Saved data entries:
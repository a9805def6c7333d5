//! Element parsing: one raw element string into a typed `Element`.
//!
//! Grammar (case-sensitive keyword prefix):
//!   DEF:vname=path:dsname:cf
//!   VDEF:vname=dsname,rpn
//!   CDEF:vname=rpn,rpn,...
//!   LINE<width>:vname[#colour]:legend[:args]
//!   AREA:vname[#colour]:legend[:args]
//!   TICK:vname[#colour]:fraction:legend[:args]
//!   VRULE:value[#colour]:legend[:args]      (HRULE alike)
//!   SHIFT:vname:offset
//!   PRINT:vname:format                       (GPRINT alike)
//!   COMMENT:legend                           (TEXTALIGN alike)
//!
//! Legends may be quoted to carry `:` characters. Trailing args are kept
//! verbatim; their grammar belongs to the engine.

use crate::context::Expr;
use crate::element::command::{
    Cdef, Def, Element, Legend, Plot, Print, RpnToken, Rule, Shift, Vdef,
};
use crate::quote::{split_quoted, split_word};

/// Dynamic expressions an administrator may attach to an element.
/// Request input never carries any.
#[derive(Debug, Clone, Default)]
pub struct DynamicFields {
    pub legend: Option<Expr>,
    pub path: Option<Expr>,
    pub base: Option<Expr>,
}

/// Parse `text` into an element, or `None` when it matches no known grammar.
pub fn parse_element(text: &str, dynamic: DynamicFields) -> Option<Element> {
    if let Some(rest) = text.strip_prefix("DEF:") {
        return parse_def(rest, dynamic);
    }
    if let Some(rest) = text.strip_prefix("VDEF:") {
        return parse_vdef(rest);
    }
    if let Some(rest) = text.strip_prefix("CDEF:") {
        return parse_cdef(rest);
    }
    if let Some(rest) = text.strip_prefix("AREA:") {
        return parse_plot(rest, dynamic.legend).map(Element::Area);
    }
    if let Some(rest) = text.strip_prefix("LINE") {
        let (width, rest) = split_word(rest, ':');
        if !is_line_width(width) {
            return None;
        }
        let plot = parse_plot(rest, dynamic.legend)?;
        return Some(Element::Line {
            width: width.to_string(),
            plot,
        });
    }
    if let Some(rest) = text.strip_prefix("TICK:") {
        return parse_tick(rest, dynamic.legend);
    }
    if let Some(rest) = text.strip_prefix("VRULE:") {
        return Some(Element::Vrule(parse_rule(rest, dynamic.legend)));
    }
    if let Some(rest) = text.strip_prefix("HRULE:") {
        return Some(Element::Hrule(parse_rule(rest, dynamic.legend)));
    }
    if let Some(rest) = text.strip_prefix("SHIFT:") {
        let (vname, offset) = split_word(rest, ':');
        return non_empty(vname).map(|vname| {
            Element::Shift(Shift {
                vname,
                offset: offset.to_string(),
            })
        });
    }
    if let Some(rest) = text.strip_prefix("PRINT:") {
        return parse_print(rest).map(Element::Print);
    }
    if let Some(rest) = text.strip_prefix("GPRINT:") {
        return parse_print(rest).map(Element::Gprint);
    }
    if let Some(rest) = text.strip_prefix("COMMENT:") {
        return Some(Element::Comment(parse_legend(rest, dynamic.legend).0));
    }
    if let Some(rest) = text.strip_prefix("TEXTALIGN:") {
        return Some(Element::TextAlign(parse_legend(rest, dynamic.legend).0));
    }
    None
}

fn parse_def(rest: &str, dynamic: DynamicFields) -> Option<Element> {
    let (vname, rest) = split_word(rest, '=');
    let (path, rest) = split_word(rest, ':');
    let (dsname, cf) = split_word(rest, ':');
    Some(Element::Def(Def {
        vname: non_empty(vname)?,
        path: path.to_string(),
        dsname: dsname.to_string(),
        cf: cf.to_string(),
        path_expr: dynamic.path,
        base_expr: dynamic.base,
        sources: Vec::new(),
    }))
}

fn parse_vdef(rest: &str) -> Option<Element> {
    let (vname, rest) = split_word(rest, '=');
    let (dsname, rpn) = split_word(rest, ',');
    Some(Element::Vdef(Vdef {
        vname: non_empty(vname)?,
        dsname: non_empty(dsname)?,
        rpn: rpn.to_string(),
    }))
}

fn parse_cdef(rest: &str) -> Option<Element> {
    let (vname, rpn) = split_word(rest, '=');
    let rpn = rpn
        .split(',')
        .filter(|t| !t.is_empty())
        .map(|t| RpnToken {
            text: t.to_string(),
            reference: None,
        })
        .collect();
    Some(Element::Cdef(Cdef {
        vname: non_empty(vname)?,
        rpn,
    }))
}

fn parse_tick(rest: &str, legend_expr: Option<Expr>) -> Option<Element> {
    let (vncol, rest) = split_word(rest, ':');
    let (fraction, rest) = split_word(rest, ':');
    let (legend, args) = parse_legend(rest, legend_expr);
    let (vname, colour) = split_colour(vncol);
    Some(Element::Tick {
        fraction: fraction.to_string(),
        plot: Plot {
            vname: non_empty(vname)?,
            colour,
            legend,
            args: args.to_string(),
        },
    })
}

fn parse_plot(rest: &str, legend_expr: Option<Expr>) -> Option<Plot> {
    let (vncol, rest) = split_word(rest, ':');
    let (legend, args) = parse_legend(rest, legend_expr);
    let (vname, colour) = split_colour(vncol);
    Some(Plot {
        vname: non_empty(vname)?,
        colour,
        legend,
        args: args.to_string(),
    })
}

fn parse_rule(rest: &str, legend_expr: Option<Expr>) -> Rule {
    let (valcol, rest) = split_word(rest, ':');
    let (legend, args) = parse_legend(rest, legend_expr);
    let (value, colour) = split_colour(valcol);
    Rule {
        value: value.to_string(),
        colour,
        legend,
        args: args.to_string(),
    }
}

fn parse_print(rest: &str) -> Option<Print> {
    let (vname, format) = split_word(rest, ':');
    Some(Print {
        vname: non_empty(vname)?,
        format: format.to_string(),
    })
}

fn parse_legend(rest: &str, expr: Option<Expr>) -> (Legend, &str) {
    let (text, rest) = split_quoted(rest, ':');
    (Legend { text, expr }, rest)
}

fn split_colour(s: &str) -> (&str, Option<String>) {
    match s.split_once('#') {
        Some((name, colour)) => (name, Some(colour.to_string())),
        None => (s, None),
    }
}

fn is_line_width(width: &str) -> bool {
    width.starts_with(|c: char| c.is_ascii_digit())
        && width.chars().all(|c| c.is_ascii_digit() || c == '.')
}

fn non_empty(s: &str) -> Option<String> {
    (!s.is_empty()).then(|| s.to_string())
}

#[cfg(test)]
mod tests {
    use super::*;
    use pretty_assertions::assert_eq;

    fn parse(text: &str) -> Option<Element> {
        parse_element(text, DynamicFields::default())
    }

    #[test]
    fn def_splits_path_dsname_and_cf() {
        let Some(Element::Def(def)) = parse("DEF:in=monitor*.rrd:ifInOctets:AVERAGE:step=60")
        else {
            panic!("expected DEF");
        };
        assert_eq!(def.vname, "in");
        assert_eq!(def.path, "monitor*.rrd");
        assert_eq!(def.dsname, "ifInOctets");
        assert_eq!(def.cf, "AVERAGE:step=60");
        assert!(def.sources.is_empty());
    }

    #[test]
    fn vdef_keeps_rpn_after_first_comma() {
        assert_eq!(
            parse("VDEF:peak=in,MAXIMUM"),
            Some(Element::Vdef(Vdef {
                vname: "peak".into(),
                dsname: "in".into(),
                rpn: "MAXIMUM".into(),
            }))
        );
    }

    #[test]
    fn cdef_tokenises_rpn() {
        let Some(Element::Cdef(cdef)) = parse("CDEF:bits=in,8,*") else {
            panic!("expected CDEF");
        };
        let tokens: Vec<&str> = cdef.rpn.iter().map(|t| t.text.as_str()).collect();
        assert_eq!(tokens, vec!["in", "8", "*"]);
        assert!(cdef.rpn.iter().all(|t| t.reference.is_none()));
    }

    #[test]
    fn line_with_colour_quoted_legend_and_args() {
        let parsed = parse(r#"LINE2:in#00ff00:"In: eth0":dashes=3:skipscale"#);
        assert_eq!(
            parsed,
            Some(Element::Line {
                width: "2".into(),
                plot: Plot {
                    vname: "in".into(),
                    colour: Some("00ff00".into()),
                    legend: Legend {
                        text: "In: eth0".into(),
                        expr: None,
                    },
                    args: "dashes=3:skipscale".into(),
                },
            })
        );
    }

    #[test]
    fn line_requires_a_numeric_width() {
        assert!(parse("LINE1.5:in#ff0000:x").is_some());
        assert!(parse("LINE:in#ff0000:x").is_none());
        assert!(parse("LINEAR:in").is_none());
    }

    #[test]
    fn area_without_colour() {
        let Some(Element::Area(plot)) = parse("AREA:in") else {
            panic!("expected AREA");
        };
        assert_eq!(plot.vname, "in");
        assert_eq!(plot.colour, None);
        assert_eq!(plot.legend.text, "");
        assert_eq!(plot.args, "");
    }

    #[test]
    fn tick_reads_fraction_before_legend() {
        let Some(Element::Tick { fraction, plot }) = parse("TICK:fail#ff0000:1.0:Failures")
        else {
            panic!("expected TICK");
        };
        assert_eq!(fraction, "1.0");
        assert_eq!(plot.legend.text, "Failures");
    }

    #[test]
    fn rules_take_values_not_names() {
        let Some(Element::Vrule(rule)) = parse("VRULE:0#FF0000:dashed line:dashes") else {
            panic!("expected VRULE");
        };
        assert_eq!(rule.value, "0");
        assert_eq!(rule.colour.as_deref(), Some("FF0000"));
        assert_eq!(rule.legend.text, "dashed line");
        assert_eq!(rule.args, "dashes");
        assert!(matches!(parse("HRULE:100#0000ff"), Some(Element::Hrule(_))));
    }

    #[test]
    fn shift_print_and_gprint_split_once() {
        assert_eq!(
            parse("GPRINT:peak:%.1lf %s"),
            Some(Element::Gprint(Print {
                vname: "peak".into(),
                format: "%.1lf %s".into(),
            }))
        );
        assert!(matches!(parse("PRINT:peak:%lf"), Some(Element::Print(_))));
        assert!(matches!(parse("SHIFT:in:3600"), Some(Element::Shift(_))));
    }

    #[test]
    fn comment_and_textalign_carry_a_legend() {
        assert_eq!(
            parse(r#"COMMENT:"Generated at: noon""#),
            Some(Element::Comment(Legend {
                text: "Generated at: noon".into(),
                expr: None,
            }))
        );
        assert!(matches!(parse("TEXTALIGN:left"), Some(Element::TextAlign(l)) if l.text == "left"));
    }

    #[test]
    fn dynamic_fields_attach_to_the_right_place() {
        let dynamic = DynamicFields {
            legend: Some(Expr::new("%{HOST}")),
            ..Default::default()
        };
        let Some(Element::Area(plot)) = parse_element("AREA:in#00ff00:ignored", dynamic) else {
            panic!("expected AREA");
        };
        assert_eq!(plot.legend.expr, Some(Expr::new("%{HOST}")));

        let dynamic = DynamicFields {
            path: Some(Expr::new("%{HOST}*.rrd")),
            base: Some(Expr::new("/var/lib/rrd")),
            ..Default::default()
        };
        let Some(Element::Def(def)) = parse_element("DEF:a=x.rrd:in:AVERAGE", dynamic) else {
            panic!("expected DEF");
        };
        assert_eq!(def.path_expr, Some(Expr::new("%{HOST}*.rrd")));
        assert_eq!(def.base_expr, Some(Expr::new("/var/lib/rrd")));
    }

    #[test]
    fn unknown_or_incomplete_elements_are_not_recognised() {
        assert_eq!(parse("title=Traffic"), None);
        assert_eq!(parse("def:a=x.rrd:in:AVERAGE"), None);
        assert_eq!(parse("DEF:=x.rrd:in:AVERAGE"), None);
        assert_eq!(parse("GPRINT::%lf"), None);
        assert_eq!(parse(""), None);
    }
}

HOW TO COMPLETE THIS TASK: Search the data for the string "valcol" and copy every line where it appears.

RESULT FOR THIS TASK:
    let (valcol, rest) = split_word(rest, ':');
    let (value, colour) = split_colour(valcol);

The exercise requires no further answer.